Pour leur part, les groupes armés islamistes étiquetés GIA n’ont plus guère revendiqué d’actions ces dernières années, après s’être affichés dans de multiples attentats meurtriers contre les forces de sécurité et surtout contre des civils tout au long des années quatre-vingt-dix. Entre temps, beaucoup de questions sans réponses ont été posées sur ces émirats très localisés et apparemment dépourvus d’organisation transversale mais non moins surgis tout armé de nulle part. Au plus fort des années de plomb de la décennie 90, leur stratégie sanguinaire est même parfois apparue si incompréhensible que certains ont cru voir la main de l’armée allumer des contre-feux en infiltrant l’une ou l’autre des multiples têtes de l’hydre GIA. Impliqués dans de multiples massacres de civils, dans des attentats ciblés contre des intellectuels ou des journalistes, mais aussi par exemple dans le détournement sanglant d'un Airbus d'Air France sur l'aéroport d'Alger, ils ont progressivement perdu leur capacité de nuisance, noyautés et manipulés ou minés par des dissidences spontanées.

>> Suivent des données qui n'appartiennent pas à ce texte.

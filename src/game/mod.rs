//! Game state and the turn pipeline
//!
//! [`GameEngine`] runs turns against the oracle and publishes each committed
//! [`Session`]; [`Companion`] chats alongside it using those snapshots.

pub mod catalog;
pub mod companion;
pub mod engine;
pub mod session;

pub use catalog::{find_genre, find_style, GENRES, VISUAL_STYLES};
pub use companion::{ChatIgnoreReason, ChatOutcome, Companion};
pub use engine::{
    DisplayImage, GameEngine, IgnoreReason, SessionSnapshot, TurnOutcome, TurnStatus,
};
pub use session::Session;
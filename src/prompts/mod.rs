//! Prompt builders for the story, image, and companion calls
//!
//! The wording here is what the oracle sees. Nothing in the game state
//! machine depends on it.

pub mod companion_prompt;
pub mod story_prompt;

pub use companion_prompt::build_companion_prompt;
pub use story_prompt::{build_continuation_prompt, build_opening_prompt, STORY_SYSTEM_PROMPT};

/// Decorates an image prompt with the session's fixed visual style
///
/// # Examples
///
/// ```
/// use chronos_weaver::prompts::build_image_prompt;
///
/// let prompt = build_image_prompt("a flooded crypt", "Oil Painting");
/// assert!(prompt.starts_with("a flooded crypt. Visual style: Oil Painting."));
/// ```
pub fn build_image_prompt(image_prompt: &str, visual_style: &str) -> String {
    format!(
        "{}. Visual style: {}. Highly detailed, consistent art style, cinematic lighting.",
        image_prompt.trim_end_matches('.'),
        visual_style
    )
}
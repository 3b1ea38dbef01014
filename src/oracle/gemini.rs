//! Gemini oracle implementation for Chronos Weaver
//!
//! This module implements the Oracle trait on top of the Generative Language
//! REST API (`models/{model}:generateContent`). Story calls request JSON output
//! constrained by a response schema; image calls read base64 `inlineData`
//! parts. The API key is fetched from the credential provider before every
//! call so a freshly selected key takes effect immediately.

use crate::config::OracleConfig;
use crate::credentials::CredentialProvider;
use crate::error::{ChronosError, Result};
use crate::oracle::{
    ChatMessage, ChatRole, GeneratedImage, ImageResolution, Oracle, SessionContext, StoryPayload,
};
use crate::prompts;

use async_trait::async_trait;
use base64::Engine as _;
use reqwest::Client;
use serde::{Deserialize, Serialize};
use std::sync::Arc;
use std::time::Duration;

/// Error text the API returns when the key's project or entity is gone
pub const ENTITY_NOT_FOUND: &str = "Requested entity was not found";

/// Gemini API oracle
///
/// # Examples
///
/// ```no_run
/// use std::sync::Arc;
/// use chronos_weaver::config::OracleConfig;
/// use chronos_weaver::credentials::KeyringCredentialProvider;
/// use chronos_weaver::oracle::{GeminiOracle, Oracle};
///
/// # async fn example() -> chronos_weaver::error::Result<()> {
/// let credentials = Arc::new(KeyringCredentialProvider::new());
/// let oracle = GeminiOracle::new(OracleConfig::default(), credentials)?;
/// let opening = oracle.begin_session("Dark Fantasy", "Oil Painting").await?;
/// println!("{}", opening.story_text);
/// # Ok(())
/// # }
/// ```
pub struct GeminiOracle {
    client: Client,
    config: OracleConfig,
    credentials: Arc<dyn CredentialProvider>,
}

/// Request body for `generateContent`
#[derive(Debug, Serialize)]
#[serde(rename_all = "camelCase")]
struct GenerateContentRequest {
    contents: Vec<GeminiContent>,
    #[serde(skip_serializing_if = "Option::is_none")]
    system_instruction: Option<GeminiContent>,
    #[serde(skip_serializing_if = "Option::is_none")]
    generation_config: Option<GenerationConfig>,
}

/// A turn of content (request or response)
#[derive(Debug, Serialize, Deserialize)]
struct GeminiContent {
    #[serde(default, skip_serializing_if = "Option::is_none")]
    role: Option<String>,
    #[serde(default)]
    parts: Vec<GeminiPart>,
}

/// One part of a content turn
#[derive(Debug, Default, Serialize, Deserialize)]
#[serde(rename_all = "camelCase")]
struct GeminiPart {
    #[serde(default, skip_serializing_if = "Option::is_none")]
    text: Option<String>,
    #[serde(default, skip_serializing_if = "Option::is_none")]
    inline_data: Option<InlineData>,
}

/// Base64 binary payload inside a part
#[derive(Debug, Serialize, Deserialize)]
#[serde(rename_all = "camelCase")]
struct InlineData {
    #[serde(default)]
    mime_type: String,
    data: String,
}

/// Generation settings
#[derive(Debug, Default, Serialize)]
#[serde(rename_all = "camelCase")]
struct GenerationConfig {
    #[serde(skip_serializing_if = "Option::is_none")]
    response_mime_type: Option<String>,
    #[serde(skip_serializing_if = "Option::is_none")]
    response_schema: Option<serde_json::Value>,
    #[serde(skip_serializing_if = "Option::is_none")]
    image_config: Option<ImageConfig>,
}

/// Image generation settings
#[derive(Debug, Serialize)]
#[serde(rename_all = "camelCase")]
struct ImageConfig {
    aspect_ratio: String,
    image_size: String,
}

/// Response body from `generateContent`
#[derive(Debug, Deserialize)]
struct GenerateContentResponse {
    #[serde(default)]
    candidates: Vec<GeminiCandidate>,
}

#[derive(Debug, Deserialize)]
struct GeminiCandidate {
    #[serde(default)]
    content: Option<GeminiContent>,
}

/// Error envelope returned with non-2xx statuses
#[derive(Debug, Deserialize)]
struct GeminiErrorEnvelope {
    error: GeminiErrorBody,
}

#[derive(Debug, Deserialize)]
struct GeminiErrorBody {
    #[serde(default)]
    message: String,
    #[serde(default)]
    status: String,
}

impl GeminiContent {
    fn text(role: Option<&str>, text: impl Into<String>) -> Self {
        Self {
            role: role.map(str::to_string),
            parts: vec![GeminiPart {
                text: Some(text.into()),
                inline_data: None,
            }],
        }
    }
}

impl GenerateContentResponse {
    /// Parts of the first candidate
    fn parts(&self) -> &[GeminiPart] {
        self.candidates
            .first()
            .and_then(|c| c.content.as_ref())
            .map(|c| c.parts.as_slice())
            .unwrap_or(&[])
    }

    /// Concatenated text of the first candidate
    fn text(&self) -> String {
        self.parts()
            .iter()
            .filter_map(|p| p.text.as_deref())
            .collect::<Vec<_>>()
            .concat()
    }

    /// First inline binary part of the first candidate
    fn inline_data(&self) -> Option<&InlineData> {
        self.parts().iter().find_map(|p| p.inline_data.as_ref())
    }
}

/// JSON schema the story model must answer with
fn story_response_schema() -> serde_json::Value {
    serde_json::json!({
        "type": "OBJECT",
        "properties": {
            "storyText": { "type": "STRING" },
            "inventory": { "type": "ARRAY", "items": { "type": "STRING" } },
            "currentQuest": { "type": "STRING" },
            "imagePrompt": {
                "type": "STRING",
                "description": "A detailed prompt for an image generator based on the scene"
            },
            "options": {
                "type": "ARRAY",
                "items": {
                    "type": "OBJECT",
                    "properties": {
                        "label": { "type": "STRING" },
                        "description": { "type": "STRING" }
                    },
                    "required": ["label", "description"]
                }
            }
        },
        "required": ["storyText", "inventory", "currentQuest", "imagePrompt", "options"]
    })
}

/// Map a non-success response to an oracle error
fn format_gemini_api_error(status: reqwest::StatusCode, body: &str) -> ChronosError {
    let detail = serde_json::from_str::<GeminiErrorEnvelope>(body)
        .map(|e| {
            if e.error.status.is_empty() {
                e.error.message
            } else {
                format!("{} ({})", e.error.message, e.error.status)
            }
        })
        .unwrap_or_else(|_| body.to_string());

    ChronosError::Oracle(format!("Gemini returned error {}: {}", status, detail))
}

impl GeminiOracle {
    /// Create a new Gemini oracle
    ///
    /// # Errors
    ///
    /// Returns error if HTTP client initialization fails
    pub fn new(config: OracleConfig, credentials: Arc<dyn CredentialProvider>) -> Result<Self> {
        let client = Client::builder()
            .timeout(Duration::from_secs(config.timeout_seconds))
            .user_agent(concat!("chronos-weaver/", env!("CARGO_PKG_VERSION")))
            .build()
            .map_err(|e| ChronosError::Oracle(format!("Failed to create HTTP client: {}", e)))?;

        tracing::info!(
            "Initialized Gemini oracle: story_model={}, image_model={}",
            config.story_model,
            config.image_model
        );

        Ok(Self {
            client,
            config,
            credentials,
        })
    }

    /// Build the `generateContent` URL for a model
    fn endpoint(&self, model: &str) -> String {
        format!(
            "{}/v1beta/models/{}:generateContent",
            self.config.api_base.trim_end_matches('/'),
            model
        )
    }

    async fn generate_content(
        &self,
        model: &str,
        request: &GenerateContentRequest,
    ) -> Result<GenerateContentResponse> {
        let api_key = self.credentials.api_key().await?.ok_or_else(|| {
            ChronosError::MissingCredentials("no API key available".to_string())
        })?;

        tracing::debug!(
            "Sending Gemini request: model={}, {} contents",
            model,
            request.contents.len()
        );

        let response = self
            .client
            .post(self.endpoint(model))
            .header("x-goog-api-key", api_key)
            .json(request)
            .send()
            .await
            .map_err(|e| {
                tracing::error!("Gemini request failed: {}", e);
                ChronosError::Oracle(format!("Gemini request failed: {}", e))
            })?;

        let status = response.status();
        if !status.is_success() {
            let body = response.text().await.unwrap_or_default();
            tracing::error!("Gemini returned error {}: {}", status, body);
            return Err(format_gemini_api_error(status, &body).into());
        }

        response.json().await.map_err(|e| {
            tracing::error!("Failed to parse Gemini response: {}", e);
            ChronosError::Oracle(format!("Failed to parse Gemini response: {}", e)).into()
        })
    }

    /// Run a story call and parse the structured payload
    async fn story_call(&self, prompt: String) -> Result<StoryPayload> {
        let request = GenerateContentRequest {
            contents: vec![GeminiContent::text(Some("user"), prompt)],
            system_instruction: Some(GeminiContent::text(None, prompts::STORY_SYSTEM_PROMPT)),
            generation_config: Some(GenerationConfig {
                response_mime_type: Some("application/json".to_string()),
                response_schema: Some(story_response_schema()),
                image_config: None,
            }),
        };

        let response = self
            .generate_content(&self.config.story_model, &request)
            .await?;
        StoryPayload::from_json(&response.text())
    }

    async fn image_call(
        &self,
        prompt: String,
        resolution: ImageResolution,
    ) -> Result<Option<GeneratedImage>> {
        let request = GenerateContentRequest {
            contents: vec![GeminiContent::text(Some("user"), prompt)],
            system_instruction: None,
            generation_config: Some(GenerationConfig {
                image_config: Some(ImageConfig {
                    aspect_ratio: self.config.aspect_ratio.clone(),
                    image_size: resolution.as_str().to_string(),
                }),
                ..Default::default()
            }),
        };

        let response = self
            .generate_content(&self.config.image_model, &request)
            .await?;

        let Some(inline) = response.inline_data() else {
            tracing::debug!("Gemini image response carried no inline data");
            return Ok(None);
        };

        let data = base64::engine::general_purpose::STANDARD
            .decode(inline.data.trim())
            .map_err(|e| ChronosError::MalformedPayload(format!("invalid image data: {}", e)))?;

        let mime_type = if inline.mime_type.is_empty() {
            "image/png".to_string()
        } else {
            inline.mime_type.clone()
        };

        Ok(Some(GeneratedImage { mime_type, data }))
    }
}

#[async_trait]
impl Oracle for GeminiOracle {
    async fn begin_session(&self, genre: &str, visual_style: &str) -> Result<StoryPayload> {
        tracing::info!("Opening adventure: genre={}, style={}", genre, visual_style);
        self.story_call(prompts::build_opening_prompt(genre, visual_style))
            .await
    }

    async fn continue_session(
        &self,
        context: &SessionContext,
        choice_text: &str,
    ) -> Result<StoryPayload> {
        self.story_call(prompts::build_continuation_prompt(context, choice_text))
            .await
    }

    async fn generate_image(
        &self,
        image_prompt: &str,
        visual_style: &str,
        resolution: ImageResolution,
    ) -> Result<Option<GeneratedImage>> {
        let prompt = prompts::build_image_prompt(image_prompt, visual_style);

        match self.image_call(prompt, resolution).await {
            Ok(image) => Ok(image),
            Err(e) if e.to_string().contains(ENTITY_NOT_FOUND) => {
                tracing::error!("Image generation rejected the credential: {}", e);
                Err(ChronosError::CredentialInvalidated.into())
            }
            Err(e) => {
                tracing::warn!("Image generation error: {}", e);
                Ok(None)
            }
        }
    }

    async fn chat(
        &self,
        message: &str,
        prior_messages: &[ChatMessage],
        context_summary: &str,
    ) -> Result<String> {
        let mut contents: Vec<GeminiContent> = prior_messages
            .iter()
            .map(|m| {
                let role = match m.role {
                    ChatRole::User => "user",
                    ChatRole::Companion => "model",
                };
                GeminiContent::text(Some(role), m.content.clone())
            })
            .collect();
        contents.push(GeminiContent::text(Some("user"), message));

        let request = GenerateContentRequest {
            contents,
            system_instruction: Some(GeminiContent::text(
                None,
                prompts::build_companion_prompt(context_summary),
            )),
            generation_config: None,
        };

        let response = self
            .generate_content(&self.config.chat_model, &request)
            .await?;
        Ok(response.text())
    }
}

Après l’amnistie décrétée en 1999 par le président Bouteflika et la reddition de milliers de rebelles, l’avis de décès officiel de l’un des derniers GIA contribue sans doute à rassurer les civils. D’autant que le ministère de l’Intérieur se réclame aujourd’hui de batailles gagnées sans grands fracas militaires et sans ratissages coups de poing, épargnant les dégâts collatéraux, considérables pendant l’ère de la terreur. Le président Abdelaziz Bouteflika paraît également disposé à faire une nouvelle offre d'amnistie aux «derniers» rebelles. Déjà, tout meurtre n’est plus systématiquement imputé aux groupes armés islamistes. C’est ainsi par exemple que les services de police ont jugé utile d’affirmer cette semaine que l’assassinat récent d’un père et de ses deux filles «n'est pas lié au terrorisme». Des coupables auraient même été arrêtés.
L’heure est à la consolidation de la sécurité et au retour dans leurs douars reculés des populations réfugiées dans les villes. Fin décembre, l’Union européenne (UE) a débloqué 30 millions d'euros pour la «réhabilitation des régions rurales, notamment les régions ayant souffert du terrorisme», en l’occurrence six wilaya (départements) de l'ouest algérien.